TL;DR: The suggested initial setting of 50 you read about remains a fine place to start. MAXDOP of 1 physical core per NUMA node is a good setting for a server like ours which serves both OLTP and OLAP workloads.
Corrolary: SQL Server is really, really good at what it does.
My principal worry with this setting was whether or not I would inhibit parallel execution on a clustered columnstore-based index for what should be pretty short queries. Would a setting of 50 cause what should be a sub-1 second query on to take a lot more time? Since columnstore indexes scale so well with CPUs, would the 'cost threshold for parallelism' setting just be ignored?
- Q: Will SQL Server even honor 'cost threshold for parallelism' for columnstore indexes?
A: Yes.

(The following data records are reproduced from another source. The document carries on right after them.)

use std::collections::BTreeMap;
use std::fmt;
use std::rc::Rc;
use std::time::Duration;

use serde::{Deserialize, Deserializer};

use super::types::{AlignTo, DelayValue, Offset, coerce_delay};
use crate::animation::{DEFAULT_FADE_MS, TipHandle};
use crate::dom::{Document, ElementId};
use crate::error::BoxError;
use crate::event::{EventKind, PointerEvent};

pub const DEFAULT_DELAY_MS: u64 = 200;
pub const DEFAULT_CLASS_NAME: &str = "tooltipsy";

/// Arguments handed to a content provider
pub struct ContentRequest<'a> {
    pub trigger: ElementId,
    /// The content node the returned HTML will be written into
    pub tip: ElementId,
    pub document: &'a dyn Document,
}

pub type ContentProvider = Rc<dyn Fn(&ContentRequest<'_>) -> Result<String, BoxError>>;

/// Callback performing a show or hide transition
pub type Effect = Rc<dyn Fn(Option<&PointerEvent>, &mut TipHandle<'_>)>;

/// Tip content: fixed HTML, or computed each time the tip is shown
#[derive(Clone)]
pub enum Content {
    Literal(String),
    Computed(ContentProvider),
}

impl Content {
    pub fn is_computed(&self) -> bool {
        matches!(self, Content::Computed(_))
    }
}

impl Default for Content {
    fn default() -> Self {
        Content::Literal(String::new())
    }
}

impl fmt::Debug for Content {
    fn fmt(&self, f: &mut fmt::Formatter<'_>) -> fmt::Result {
        match self {
            Content::Literal(html) => f.debug_tuple("Literal").field(html).finish(),
            Content::Computed(_) => f.write_str("Computed(..)"),
        }
    }
}

fn literal_content<'de, D>(deserializer: D) -> Result<Option<Content>, D::Error>
where
    D: Deserializer<'de>,
{
    Ok(Some(Content::Literal(String::deserialize(deserializer)?)))
}

/// Caller-supplied options; anything left `None` falls back to the defaults
#[derive(Clone, Default, Deserialize)]
#[serde(default)]
pub struct TooltipOptions {
    #[serde(alias = "alignTo")]
    pub align_to: Option<AlignTo>,
    pub offset: Option<Offset>,
    #[serde(deserialize_with = "literal_content")]
    pub content: Option<Content>,
    pub delay: Option<DelayValue>,
    pub css: Option<BTreeMap<String, String>>,
    #[serde(alias = "className")]
    pub class_name: Option<String>,
    #[serde(alias = "showEvent")]
    pub show_event: Option<EventKind>,
    #[serde(alias = "hideEvent")]
    pub hide_event: Option<EventKind>,
    #[serde(skip)]
    pub show: Option<Effect>,
    #[serde(skip)]
    pub hide: Option<Effect>,
}

impl TooltipOptions {
    pub fn new() -> Self {
        Self::default()
    }

    pub fn align_to(mut self, align_to: AlignTo) -> Self {
        self.align_to = Some(align_to);
        self
    }

    pub fn offset(mut self, dx: f64, dy: f64) -> Self {
        self.offset = Some(Offset::new(dx, dy));
        self
    }

    pub fn content(mut self, html: impl Into<String>) -> Self {
        self.content = Some(Content::Literal(html.into()));
        self
    }

    pub fn content_fn<F>(mut self, provider: F) -> Self
    where
        F: Fn(&ContentRequest<'_>) -> Result<String, BoxError> + 'static,
    {
        self.content = Some(Content::Computed(Rc::new(provider)));
        self
    }

    pub fn delay(mut self, delay: impl Into<DelayValue>) -> Self {
        self.delay = Some(delay.into());
        self
    }

    pub fn css(mut self, property: impl Into<String>, value: impl Into<String>) -> Self {
        self.css
            .get_or_insert_with(BTreeMap::new)
            .insert(property.into(), value.into());
        self
    }

    pub fn class_name(mut self, class_name: impl Into<String>) -> Self {
        self.class_name = Some(class_name.into());
        self
    }

    pub fn show_event(mut self, event: impl Into<EventKind>) -> Self {
        self.show_event = Some(event.into());
        self
    }

    pub fn hide_event(mut self, event: impl Into<EventKind>) -> Self {
        self.hide_event = Some(event.into());
        self
    }

    pub fn on_show<F>(mut self, effect: F) -> Self
    where
        F: Fn(Option<&PointerEvent>, &mut TipHandle<'_>) + 'static,
    {
        self.show = Some(Rc::new(effect));
        self
    }

    pub fn on_hide<F>(mut self, effect: F) -> Self
    where
        F: Fn(Option<&PointerEvent>, &mut TipHandle<'_>) + 'static,
    {
        self.hide = Some(Rc::new(effect));
        self
    }

    /// Layer `self` over `base`: fields set here win, the rest come from `base`
    pub fn merged_over(&self, base: &TooltipOptions) -> TooltipOptions {
        TooltipOptions {
            align_to: self.align_to.or(base.align_to),
            offset: self.offset.or(base.offset),
            content: self.content.clone().or_else(|| base.content.clone()),
            delay: self.delay.clone().or_else(|| base.delay.clone()),
            css: self.css.clone().or_else(|| base.css.clone()),
            class_name: self.class_name.clone().or_else(|| base.class_name.clone()),
            show_event: self.show_event.clone().or_else(|| base.show_event.clone()),
            hide_event: self.hide_event.clone().or_else(|| base.hide_event.clone()),
            show: self.show.clone().or_else(|| base.show.clone()),
            hide: self.hide.clone().or_else(|| base.hide.clone()),
        }
    }
}

impl fmt::Debug for TooltipOptions {
    fn fmt(&self, f: &mut fmt::Formatter<'_>) -> fmt::Result {
        f.debug_struct("TooltipOptions")
            .field("align_to", &self.align_to)
            .field("offset", &self.offset)
            .field("content", &self.content)
            .field("delay", &self.delay)
            .field("css", &self.css)
            .field("class_name", &self.class_name)
            .field("show_event", &self.show_event)
            .field("hide_event", &self.hide_event)
            .field("show", &self.show.as_ref().map(|_| ".."))
            .field("hide", &self.hide.as_ref().map(|_| ".."))
            .finish()
    }
}

fn default_show() -> Effect {
    Rc::new(|_: Option<&PointerEvent>, tip: &mut TipHandle<'_>| {
        tip.fade_in(DEFAULT_FADE_MS)
    })
}

fn default_hide() -> Effect {
    Rc::new(|_: Option<&PointerEvent>, tip: &mut TipHandle<'_>| {
        tip.fade_out(DEFAULT_FADE_MS)
    })
}

/// Options resolved over the defaults
#[derive(Clone)]
pub struct Settings {
    pub align_to: AlignTo,
    pub offset: Offset,
    pub content: Content,
    /// Milliseconds, already coerced
    pub delay: u64,
    pub css: BTreeMap<String, String>,
    pub class_name: String,
    pub show_event: EventKind,
    pub hide_event: EventKind,
    pub show: Effect,
    pub hide: Effect,
}

impl Settings {
    pub fn resolve(options: &TooltipOptions) -> Self {
        Settings {
            align_to: options.align_to.unwrap_or_default(),
            offset: options.offset.unwrap_or_default(),
            content: options.content.clone().unwrap_or_default(),
            delay: options
                .delay
                .as_ref()
                .map_or(DEFAULT_DELAY_MS, coerce_delay),
            css: options.css.clone().unwrap_or_default(),
            class_name: options
                .class_name
                .clone()
                .unwrap_or_else(|| DEFAULT_CLASS_NAME.to_string()),
            show_event: options.show_event.clone().unwrap_or(EventKind::MouseEnter),
            hide_event: options.hide_event.clone().unwrap_or(EventKind::MouseLeave),
            show: options.show.clone().unwrap_or_else(default_show),
            hide: options.hide.clone().unwrap_or_else(default_hide),
        }
    }

    pub fn delay_duration(&self) -> Duration {
        Duration::from_millis(self.delay)
    }

    /// Show and hide share the click event, so each click flips the tip
    pub fn toggles_on_click(&self) -> bool {
        self.show_event == EventKind::Click && self.hide_event == EventKind::Click
    }
}

impl Default for Settings {
    fn default() -> Self {
        Settings::resolve(&TooltipOptions::default())
    }
}

impl fmt::Debug for Settings {
    fn fmt(&self, f: &mut fmt::Formatter<'_>) -> fmt::Result {
        f.debug_struct("Settings")
            .field("align_to", &self.align_to)
            .field("offset", &self.offset)
            .field("content", &self.content)
            .field("delay", &self.delay)
            .field("css", &self.css)
            .field("class_name", &self.class_name)
            .field("show_event", &self.show_event)
            .field("hide_event", &self.hide_event)
            .finish_non_exhaustive()
    }
}

impl fmt::Display for Settings {
    fn fmt(&self, f: &mut fmt::Formatter<'_>) -> fmt::Result {
        writeln!(f, "align_to = \"{}\"", self.align_to)?;
        writeln!(f, "offset = {}", self.offset)?;
        match &self.content {
            Content::Literal(html) => writeln!(f, "content = {:?}", html)?,
            Content::Computed(_) => writeln!(f, "content = <computed>")?,
        }
        writeln!(f, "delay = {}", self.delay)?;
        writeln!(f, "class_name = \"{}\"", self.class_name)?;
        writeln!(f, "show_event = \"{}\"", self.show_event)?;
        writeln!(f, "hide_event = \"{}\"", self.hide_event)?;
        if !self.css.is_empty() {
            writeln!(f, "[css]")?;
            for (property, value) in &self.css {
                writeln!(f, "{property} = \"{value}\"")?;
            }
        }
        Ok(())
    }
}

#[cfg(test)]
#[path = "options_tests.rs"]
mod options_tests;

When configured with a ridiculous setting of 30,000, parallelism for columnstore indexes was effectively disabled for my workloads. Trying some other, still obscene values (1,500) inhibited parallelism for workloads that nominally took about a second to run, but queries which nominally run in about 10 or more seconds exhibited parallel execution plans.
Q: Is a default setting of 50, as specified in some checklists out there, a safe value that won't inhibit parallelism for my columnstore based queries?

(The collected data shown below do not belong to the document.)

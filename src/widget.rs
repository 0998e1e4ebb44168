//! Tooltip widget
//!
//! One [`TooltipWidget`] per bound trigger element. The widget owns a
//! floating tip node appended to the body, created on first use, and drives
//! it from the events the host delivers through [`TooltipWidget::handle`].
//!
//! Show and hide are both effect callbacks. Before either runs, any fade
//! still in flight on the tip is stopped, so effects never queue.

mod render;

use std::time::Instant;

use crate::animation::Animator;
use crate::config::{Settings, TooltipOptions};
use crate::dom::{Document, ElementId};
use crate::error::{Result, TipsyError};
use crate::event::{Dispatch, EventKind, PointerEvent};
use crate::placement::Size;
use crate::timer::DelayTimer;

/// Click-toggle state; also tracks the shown state for hover tooltips
#[derive(Debug, Clone, Copy, PartialEq, Eq, Default)]
pub enum ToggleState {
    #[default]
    Hidden,
    Shown,
}

#[derive(Debug, Clone, Copy, PartialEq, Eq)]
enum Lifecycle {
    Live,
    Destroyed,
}

#[derive(Debug, Clone, Copy, PartialEq, Eq)]
struct TipNodes {
    container: ElementId,
    content: ElementId,
}

pub struct TooltipWidget {
    trigger: ElementId,
    original_title: String,
    tip_id: String,
    settings: Settings,
    nodes: Option<TipNodes>,
    /// Size has been measured for the current show cycle
    measured: bool,
    /// Computed content was rendered at bind and not yet shown
    prefetched: bool,
    cached_size: Size,
    timer: DelayTimer,
    animator: Animator,
    toggle: ToggleState,
    /// Pointer went from the trigger onto the tip; hide when it leaves the tip
    tip_leave_armed: bool,
    lifecycle: Lifecycle,
}

impl TooltipWidget {
    /// Bind a tooltip to `trigger`.
    ///
    /// Takes over the trigger's `title` (blanking it so the host does not show
    /// its own tooltip). Nothing is rendered yet unless the content is
    /// computed, in which case the tip is built straight away so the provider
    /// runs once up front.
    pub fn bind(
        doc: &mut dyn Document,
        trigger: ElementId,
        options: &TooltipOptions,
        tip_id: impl Into<String>,
    ) -> Result<Self> {
        if !doc.contains(trigger) {
            return Err(TipsyError::ElementNotFound(trigger));
        }
        if !doc.is_attached(trigger) {
            return Err(TipsyError::Detached(trigger));
        }

        let original_title = doc.attribute(trigger, "title").unwrap_or_default().to_string();
        doc.set_attribute(trigger, "title", "");

        let mut widget = TooltipWidget {
            trigger,
            original_title,
            tip_id: tip_id.into(),
            settings: Settings::resolve(options),
            nodes: None,
            measured: false,
            prefetched: false,
            cached_size: Size::default(),
            timer: DelayTimer::default(),
            animator: Animator::default(),
            toggle: ToggleState::Hidden,
            tip_leave_armed: false,
            lifecycle: Lifecycle::Live,
        };

        if widget.settings.content.is_computed() {
            widget.ensure_ready(doc);
            if let Err(e) = widget.render_content(doc) {
                widget.destroy(doc);
                return Err(e);
            }
            widget.prefetched = true;
        }

        log::debug!("Bound tooltip {} to {}", widget.tip_id, trigger);
        Ok(widget)
    }

    /// Route a host event aimed at the trigger or the tip
    pub fn handle(
        &mut self,
        doc: &mut dyn Document,
        event: &PointerEvent,
        now: Instant,
    ) -> Result<Dispatch> {
        self.ensure_live()?;

        if self.owns_node(event.target) {
            self.handle_tip_event(doc, event, now)?;
            return Ok(Dispatch::default());
        }
        if event.target != self.trigger {
            return Ok(Dispatch::default());
        }

        if self.settings.toggles_on_click() && event.kind == EventKind::Click {
            self.toggle_on_click(doc, event, now)?;
            return Ok(Dispatch {
                prevent_default: doc.tag_name(self.trigger) == Some("A"),
            });
        }

        if event.kind == self.settings.show_event {
            self.start_show(doc, event, now)?;
        } else if event.kind == self.settings.hide_event {
            if self.timer.cancel() {
                log::debug!("Cancelled delayed show of {}", self.tip_id);
            }
            self.hide(doc, Some(event), now)?;
        }
        Ok(Dispatch::default())
    }

    /// Fire a due delayed show and advance the running fade.
    ///
    /// Returns true when something visible changed.
    pub fn tick(&mut self, doc: &mut dyn Document, now: Instant) -> Result<bool> {
        if self.lifecycle == Lifecycle::Destroyed {
            return Ok(false);
        }

        let mut changed = false;
        if let Some(event) = self.timer.fire(now) {
            self.show(doc, event.as_ref(), now)?;
            changed = true;
        }
        if let Some(nodes) = self.nodes {
            if self.animator.tick(now) {
                self.animator.apply(doc, nodes.container);
                changed = true;
            }
        }
        Ok(changed)
    }

    /// Remove the tip node and give the trigger its title back.
    ///
    /// Calling it again does nothing.
    pub fn destroy(&mut self, doc: &mut dyn Document) {
        if self.lifecycle == Lifecycle::Destroyed {
            return;
        }

        self.timer.cancel();
        if let Some(nodes) = self.nodes.take() {
            doc.remove(nodes.container);
        }
        if doc.contains(self.trigger) {
            doc.set_attribute(self.trigger, "title", &self.original_title);
        }
        self.lifecycle = Lifecycle::Destroyed;
        log::debug!("Destroyed tooltip {}", self.tip_id);
    }

    pub fn trigger(&self) -> ElementId {
        self.trigger
    }

    /// The floating container, once created
    pub fn tip(&self) -> Option<ElementId> {
        self.nodes.map(|nodes| nodes.container)
    }

    /// The node holding the rendered content, once created
    pub fn tip_content(&self) -> Option<ElementId> {
        self.nodes.map(|nodes| nodes.content)
    }

    pub fn tip_id(&self) -> &str {
        &self.tip_id
    }

    pub fn original_title(&self) -> &str {
        &self.original_title
    }

    pub fn settings(&self) -> &Settings {
        &self.settings
    }

    pub fn is_initialized(&self) -> bool {
        self.nodes.is_some()
    }

    pub fn is_shown(&self) -> bool {
        self.toggle == ToggleState::Shown
    }

    pub fn is_show_pending(&self) -> bool {
        self.timer.is_pending()
    }

    pub fn is_destroyed(&self) -> bool {
        self.lifecycle == Lifecycle::Destroyed
    }

    pub fn cached_size(&self) -> Size {
        self.cached_size
    }

    pub fn animator(&self) -> &Animator {
        &self.animator
    }

    /// True for the tip container and its content node
    pub fn owns_node(&self, id: ElementId) -> bool {
        self.nodes
            .is_some_and(|nodes| nodes.container == id || nodes.content == id)
    }

    fn ensure_live(&self) -> Result<()> {
        if self.lifecycle == Lifecycle::Destroyed {
            return Err(TipsyError::Destroyed(self.trigger));
        }
        Ok(())
    }

    fn start_show(&mut self, doc: &mut dyn Document, event: &PointerEvent, now: Instant) -> Result<()> {
        if self.settings.delay > 0 {
            self.timer
                .arm(now, self.settings.delay_duration(), Some(event.clone()));
            log::debug!("Delaying {} by {}ms", self.tip_id, self.settings.delay);
            return Ok(());
        }
        self.show(doc, Some(event), now)
    }

    fn toggle_on_click(&mut self, doc: &mut dyn Document, event: &PointerEvent, now: Instant) -> Result<()> {
        if self.timer.cancel() {
            log::debug!("Click cancelled delayed show of {}", self.tip_id);
            return Ok(());
        }
        match self.toggle {
            ToggleState::Hidden => self.start_show(doc, event, now),
            ToggleState::Shown => self.hide(doc, Some(event), now),
        }
    }

    fn handle_tip_event(&mut self, doc: &mut dyn Document, event: &PointerEvent, now: Instant) -> Result<()> {
        if event.kind != EventKind::MouseLeave || !self.tip_leave_armed {
            return Ok(());
        }

        self.tip_leave_armed = false;
        if event.related_target == Some(self.trigger) {
            return Ok(());
        }
        self.hide(doc, Some(event), now)
    }
}


#[cfg(test)]
#[path = "widget/toggle_tests.rs"]
mod toggle_tests;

- A: Yes, and by a long shot. Even jacking the value up to 500 still allowed parallelism for simple, short (sub-second) columnstore based queries.
About my server, workload, and results:
- 2x Xeon E2650v2, (2 NUMA nodes, 12 physical cores, 24 HT threads), 384 GB RAM
- MAXDOP configured at 6 (6 physical cores per NUMA node)

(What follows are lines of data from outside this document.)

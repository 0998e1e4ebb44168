//! Tooltip configuration
//!
//! Options are collected from code (builder methods) or from the TOML config
//! file, then resolved over the defaults into an immutable [`Settings`].

mod config_storage;
mod options;
mod types;

pub use config_storage::{
    BindRule, CONFIG_DIR, Config, config_path, load_config, load_config_from_path,
    parse_config_toml,
};
pub use options::{Content, ContentProvider, ContentRequest, Effect, Settings, TooltipOptions};
pub use types::{AlignTo, DelayValue, Offset, coerce_delay};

- SQL Server 2014 Enterprise CU4
- Testing on 111,000,000 row clustered columnstore index, in 6 partitions (by year)
Two workloads tested:
The query of the high cardinality column took 84 seconds (elapsed) at thresholds over 1500, and about 14 seconds (elapsed) at thresholds under that number. The query of the low cardinality column took about 250ms (elapsed) at thresholds 500 and under, and 18 (elapsed) seconds at thresholds above 1500. (I didn't try to gauge the exact point at which it switched plans.) Interestingly enough, when parallelism is inhibited, the total CPU time for the low cardinality query shoots up dramatically; perhaps the server stops using batch mode for this query.
Heh, ultimately running tests leads to more questions, but that's all blog-fodder, and goes beyond the scope of this question.